Results of Operations for the Six Month Period
Ended June 30, 1995 and June 30, 1994.
The Partnership's net losses for the six months ended June
30, 1995 and June 30, 1994 were $9.8 million and $11.3 million
respectively, reflecting an improvement of $1.5 million. Net
revenues (gross revenues less promotional expenses) for the six
months ended June 30, 1995 and 1994 totaled $136.2 million and
$139.1 million, respectively, representing a $2.9 million, 2.1%
decrease.
Gaming revenues, the primary component of gross revenue, were
approximately $124.5 million for the six months ended June 30,
1995 and $127.7 million for the comparable period in 1994. Gaming
revenue is comprised of table game win, slot machine, keno and
simulcasting win. For the six months ended June 30, 1995 and
1994, table game win at Trump's Castle approximated $33.4 million
and $42.3 million, respectively.
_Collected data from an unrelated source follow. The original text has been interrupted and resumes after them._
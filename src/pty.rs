use portable_pty::{native_pty_system, CommandBuilder, PtyPair, PtySize};
use std::io::Read;
use thiserror::Error;

use crate::command::{CommandError, Shell};
use crate::connection::XFER_CHUNK_SIZE;

/// Environment variable carrying the shell's verbosity to the command.
pub const VERBOSITY_ENV: &str = "TELEMETRY_VERBOSITY";

#[derive(Error, Debug)]
pub enum PtyError {
    #[error("failed to open pty: {0}")]
    OpenPty(#[source] anyhow::Error),

    #[error("failed to spawn command: {0}")]
    SpawnCommand(#[source] anyhow::Error),

    #[error("failed to clone reader: {0}")]
    CloneReader(#[source] anyhow::Error),

    #[error("failed to wait for child: {0}")]
    Wait(#[from] std::io::Error),
}

/// Executes a command, writing its output to a [`Shell`].
///
/// Runs on a blocking worker thread. Implementations must stop producing
/// output once a write to the shell fails.
pub trait CommandRunner: Send + Sync {
    fn run(&self, command: &str, shell: &mut dyn Shell) -> Result<(), CommandError>;
}

impl<F> CommandRunner for F
where
    F: Fn(&str, &mut dyn Shell) -> Result<(), CommandError> + Send + Sync,
{
    fn run(&self, command: &str, shell: &mut dyn Shell) -> Result<(), CommandError> {
        self(command, shell)
    }
}

/// Runs commands through `<shell> -c` inside a PTY.
pub struct PtyRunner {
    shell: String,
    rows: u16,
    cols: u16,
}

impl PtyRunner {
    pub fn new(shell: impl Into<String>) -> Self {
        Self {
            shell: shell.into(),
            rows: 24,
            cols: 120,
        }
    }
}

impl Default for PtyRunner {
    fn default() -> Self {
        // Use $SHELL or fall back to /bin/sh
        Self::new(std::env::var("SHELL").unwrap_or_else(|_| "/bin/sh".to_string()))
    }
}

impl CommandRunner for PtyRunner {
    fn run(&self, command: &str, shell: &mut dyn Shell) -> Result<(), CommandError> {
        let size = PtySize {
            rows: self.rows,
            cols: self.cols,
            pixel_width: 0,
            pixel_height: 0,
        };
        let PtyPair { master, slave } = native_pty_system()
            .openpty(size)
            .map_err(PtyError::OpenPty)?;

        let mut cmd = CommandBuilder::new(&self.shell);
        cmd.arg("-c");
        cmd.arg(command);
        cmd.env("TERM", "dumb");
        cmd.env(VERBOSITY_ENV, shell.verbosity().to_string());

        let mut child = slave.spawn_command(cmd).map_err(PtyError::SpawnCommand)?;
        // Our copy of the slave must go, or the reader never sees EOF.
        drop(slave);

        let mut reader = master.try_clone_reader().map_err(PtyError::CloneReader)?;
        let mut buf = [0u8; XFER_CHUNK_SIZE];
        loop {
            match reader.read(&mut buf) {
                Ok(0) => break,
                Ok(n) => {
                    if shell.write(&buf[..n]).is_err() {
                        tracing::debug!(command, "output sink closed, killing command");
                        let _ = child.kill();
                        break;
                    }
                }
                Err(e) if e.kind() == std::io::ErrorKind::Interrupted => continue,
                // EIO once the child side has closed.
                Err(_) => break,
            }
        }

        let status = child.wait().map_err(PtyError::Wait)?;
        if !status.success() {
            tracing::debug!(command, exit_code = status.exit_code(), "command exited with failure");
        }
        Ok(())
    }
}
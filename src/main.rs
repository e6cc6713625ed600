//! telemetry-web - the web console of a vehicle telemetry unit.
//!
//! Serves the built-in pages, the `/ws` live-update socket, and the embedded
//! browser assets until Ctrl+C.

use std::net::SocketAddr;
use std::path::PathBuf;
use std::sync::Arc;
use std::time::Duration;

use clap::Parser as ClapParser;
use thiserror::Error;
use tokio_util::sync::CancellationToken;
use tracing_subscriber::{layer::SubscriberExt, util::SubscriberInitExt};

use telemetry_web::{
    api,
    config::{ConfigError, UserConfig, WebConfig},
    housekeeping::Housekeeping,
    server::{Collaborators, WebServer},
    shutdown::ShutdownCoordinator,
};

/// telemetry-web - vehicle telemetry web console
#[derive(ClapParser, Debug)]
#[command(name = "telemetry-web", version, about, long_about = None)]
struct Cli {
    /// Address to bind the HTTP/WebSocket server (overrides the config file)
    #[arg(long)]
    bind: Option<SocketAddr>,

    /// Path to the TOML config file
    #[arg(long, env = "TELEMETRY_WEB_CONFIG")]
    config: Option<PathBuf>,

    /// Extra login user (requires --password)
    #[arg(long, env = "TELEMETRY_WEB_USER", requires = "password")]
    user: Option<String>,

    /// Password for --user
    #[arg(long, env = "TELEMETRY_WEB_PASSWORD", hide_env_values = true)]
    password: Option<String>,
}

#[derive(Error, Debug)]
pub enum AppError {
    #[error("config error: {0}")]
    Config(#[from] ConfigError),

    #[error("invalid bind address {0:?}")]
    Bind(String),

    #[error("io error: {0}")]
    Io(#[from] std::io::Error),

    #[error("task join error: {0}")]
    TaskJoin(#[from] tokio::task::JoinError),
}

#[tokio::main]
async fn main() -> Result<(), AppError> {
    let cli = Cli::parse();
    init_tracing();

    let config = load_config(&cli)?;
    let bind: SocketAddr = match cli.bind {
        Some(addr) => addr,
        None => config
            .bind
            .parse()
            .map_err(|_| AppError::Bind(config.bind.clone()))?,
    };
    if config.users.is_empty() {
        tracing::warn!("no users configured, login is disabled");
    }

    run_server(bind, config).await
}

/// Initialize tracing. `RUST_LOG` overrides the default filter.
fn init_tracing() {
    tracing_subscriber::registry()
        .with(tracing_subscriber::EnvFilter::new(
            std::env::var("RUST_LOG").unwrap_or_else(|_| "telemetry_web=info,tower_http=info".into()),
        ))
        .with(tracing_subscriber::fmt::layer())
        .init();
}

fn load_config(cli: &Cli) -> Result<WebConfig, AppError> {
    let path = cli.config.clone().or_else(WebConfig::default_path);
    let mut config = match &path {
        Some(path) => match WebConfig::load(path)? {
            Some(config) => {
                tracing::info!(path = %path.display(), "loaded config");
                config
            }
            None if cli.config.is_some() => {
                tracing::warn!(path = %path.display(), "config file not found, using defaults");
                WebConfig::default()
            }
            None => WebConfig::default(),
        },
        None => WebConfig::default(),
    };

    if let (Some(name), Some(password)) = (&cli.user, &cli.password) {
        config.users.push(UserConfig {
            name: name.clone(),
            password: password.clone(),
        });
    }
    Ok(config)
}

async fn run_server(bind: SocketAddr, config: WebConfig) -> Result<(), AppError> {
    tracing::info!("telemetry-web starting");

    let collaborators = Collaborators::from_config(&config);
    let housekeeping = Arc::new(Housekeeping::new(
        collaborators.metrics.clone(),
        collaborators.events.clone(),
    ));
    let server = Arc::new(WebServer::new(config, collaborators));
    let shutdown = ShutdownCoordinator::new();
    let cancel = CancellationToken::new();

    let tasks = [
        housekeeping.spawn(cancel.clone()),
        server.spawn_update_ticker(cancel.clone()),
        server.spawn_event_listener(cancel.clone()),
        server.spawn_config_listener(cancel.clone()),
    ];

    let app = api::router(api::AppState {
        server: server.clone(),
        shutdown: shutdown.clone(),
    });
    let listener = tokio::net::TcpListener::bind(bind).await?;
    tracing::info!(addr = %bind, "HTTP/WS server listening");

    let (server_shutdown_tx, server_shutdown_rx) = tokio::sync::oneshot::channel::<()>();
    let http_handle = tokio::spawn(async move {
        axum::serve(listener, app)
            .with_graceful_shutdown(async {
                server_shutdown_rx.await.ok();
            })
            .await
    });

    tokio::signal::ctrl_c().await?;
    tracing::info!("received Ctrl+C");

    // WebSocket drivers send their close frames before the listener stops.
    shutdown.shutdown();
    if tokio::time::timeout(Duration::from_secs(2), shutdown.wait_for_all_closed())
        .await
        .is_err()
    {
        tracing::warn!(
            active = shutdown.active_connections(),
            "connections still open at shutdown"
        );
    }
    let _ = server_shutdown_tx.send(());
    http_handle.await??;

    cancel.cancel();
    for task in tasks {
        task.await?;
    }

    tracing::info!(clients = server.client_count(), "telemetry-web exiting");
    Ok(())
}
The decline in table game
revenue was due to both a decline in the dollars wagered and the
win percentage. Dollars wagered on table games totaled
approximately $211.5 million with a win percentage of 15.8% in
1995 and $225.3 million with a win percentage of 18.8% in 1994.
The table game win percentage is outside the control of the
Partnership, and although fairly constant over the long term, can
vary significantly from quarter to quarter, due in part to the
play of certain gaming patrons who tend to wager substantial
dollar amounts on table games. Approximately $6.0 million of the
total $8.9 million decline in table game win is attributable to a
single day's win from four international table game patrons on
January 1, 1994. (See gaming costs and expenses below.)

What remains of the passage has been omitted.